À partir de 1647 divers bâtiments ont été construits pour le couvent, et vers 1650, un complexe à part entière a vu le jour grâce au soutien local.
Au XVIIIe siècle, le complexe a fait l'objet d'importants travaux de construction et d'agrandissement. Entre 1736 et 1739, l'imposante église à coupole a été construite sur les plans de l'architecte Hendrik Pulinx, puis embellie au XIXe siècle.
Le monastère s'est développé au cours des siècles pour devenir un centre éducatif réputé doté d'un internat : initialement destiné surtout aux jeunes filles anglaises, il a ensuite accueilli des élèves belges et des élèves d'autres nationalités. Le prêtre et poète flamand Guido Gezelle y a été recteur et enseignant à l'école les six derniers mois de sa vie.
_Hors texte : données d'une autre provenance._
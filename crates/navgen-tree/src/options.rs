//! Naming and filtering rules for navigation scans.

use std::fmt;
use std::path::Path;
use std::str::FromStr;

use serde::{Deserialize, Serialize};

/// Directory that link paths of a nested level are computed against.
#[derive(Clone, Copy, Debug, Default, PartialEq, Eq, Serialize, Deserialize)]
#[serde(rename_all = "lowercase")]
pub enum LinkBase {
    /// Every link is relative to the scan root (`a/b/c.md` -> `/a/b/c.html`).
    #[default]
    Root,
    /// Each level is relative to its parent directory (`a/b/c.md` -> `/b/c.html`).
    ///
    /// Matches navbars generated by earlier site configurations.
    Parent,
}

impl fmt::Display for LinkBase {
    fn fmt(&self, f: &mut fmt::Formatter<'_>) -> fmt::Result {
        match self {
            Self::Root => f.write_str("root"),
            Self::Parent => f.write_str("parent"),
        }
    }
}

/// Error returned when parsing an unknown [`LinkBase`] name.
#[derive(Debug, thiserror::Error)]
#[error("unknown link base '{0}' (expected 'root' or 'parent')")]
pub struct ParseLinkBaseError(String);

impl FromStr for LinkBase {
    type Err = ParseLinkBaseError;

    fn from_str(s: &str) -> Result<Self, Self::Err> {
        match s.to_ascii_lowercase().as_str() {
            "root" => Ok(Self::Root),
            "parent" => Ok(Self::Parent),
            _ => Err(ParseLinkBaseError(s.to_owned())),
        }
    }
}

/// Rules applied by [`NavTreeBuilder`](crate::NavTreeBuilder).
#[derive(Clone, Debug, PartialEq, Eq)]
pub struct NavOptions {
    /// Entries whose name starts with this prefix are skipped (default `.`).
    pub hidden_prefix: String,
    /// Extension of markdown sources, without the dot (default `md`).
    pub source_extension: String,
    /// Extension of rendered pages used in links, without the dot (default `html`).
    pub page_extension: String,
    /// File stem that backs a directory's own page (default `index`).
    pub index_stem: String,
    /// Base directory for link paths of nested levels.
    pub link_base: LinkBase,
}

impl Default for NavOptions {
    fn default() -> Self {
        Self {
            hidden_prefix: ".".to_owned(),
            source_extension: "md".to_owned(),
            page_extension: "html".to_owned(),
            index_stem: "index".to_owned(),
            link_base: LinkBase::Root,
        }
    }
}

impl NavOptions {
    /// Set the link base.
    #[must_use]
    pub fn with_link_base(mut self, link_base: LinkBase) -> Self {
        self.link_base = link_base;
        self
    }

    pub(crate) fn is_hidden(&self, name: &str) -> bool {
        name.starts_with(self.hidden_prefix.as_str())
    }

    pub(crate) fn is_source(&self, path: &Path) -> bool {
        path.extension()
            .is_some_and(|ext| ext == self.source_extension.as_str())
    }
}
La Dévotion Moderne et Geert Grote
Le XIVe siècle fut une période de troubles et de divisions au sein de l'Église et de la société. C'est à cette époque que Geert Groote (1340 – 1384) s'imposa. Né à Deventer, aux Pays-Bas, il fut un étudiant brillant, d'abord à Paris, puis à Cologne. Un homme du monde converti comme le fut St. Augustin.
Il était clairement conscient du fait que toute renouveau doit commencer par une vie intérieure tournée vers le Christ.
C’est ainsi qu’il se mit à diffuser un idéal, le retour à la Vita Apostolica, dont l’Évangile est le point de départ et la règle, un mouvement spirituel connu sous le nom de Dévotion moderne.
Ce courant signifie « spiritualité contemporaine ». À la fin du XIVe siècle, la sagesse chrétienne de l’époque n’était plus suffisante. Une rencontre plus profonde et personnelle avec le Christ était nécessaire pour insuffler une nouvelle vie aux laïcs, aux prêtres et aux religieux de l’Église de l’époque. Les rituels extérieurs ne suffisaient plus. C’est pourquoi Geert Grote a mis l’accent sur l’intériorisation, dans le silence du cœur, là où réside le Christ.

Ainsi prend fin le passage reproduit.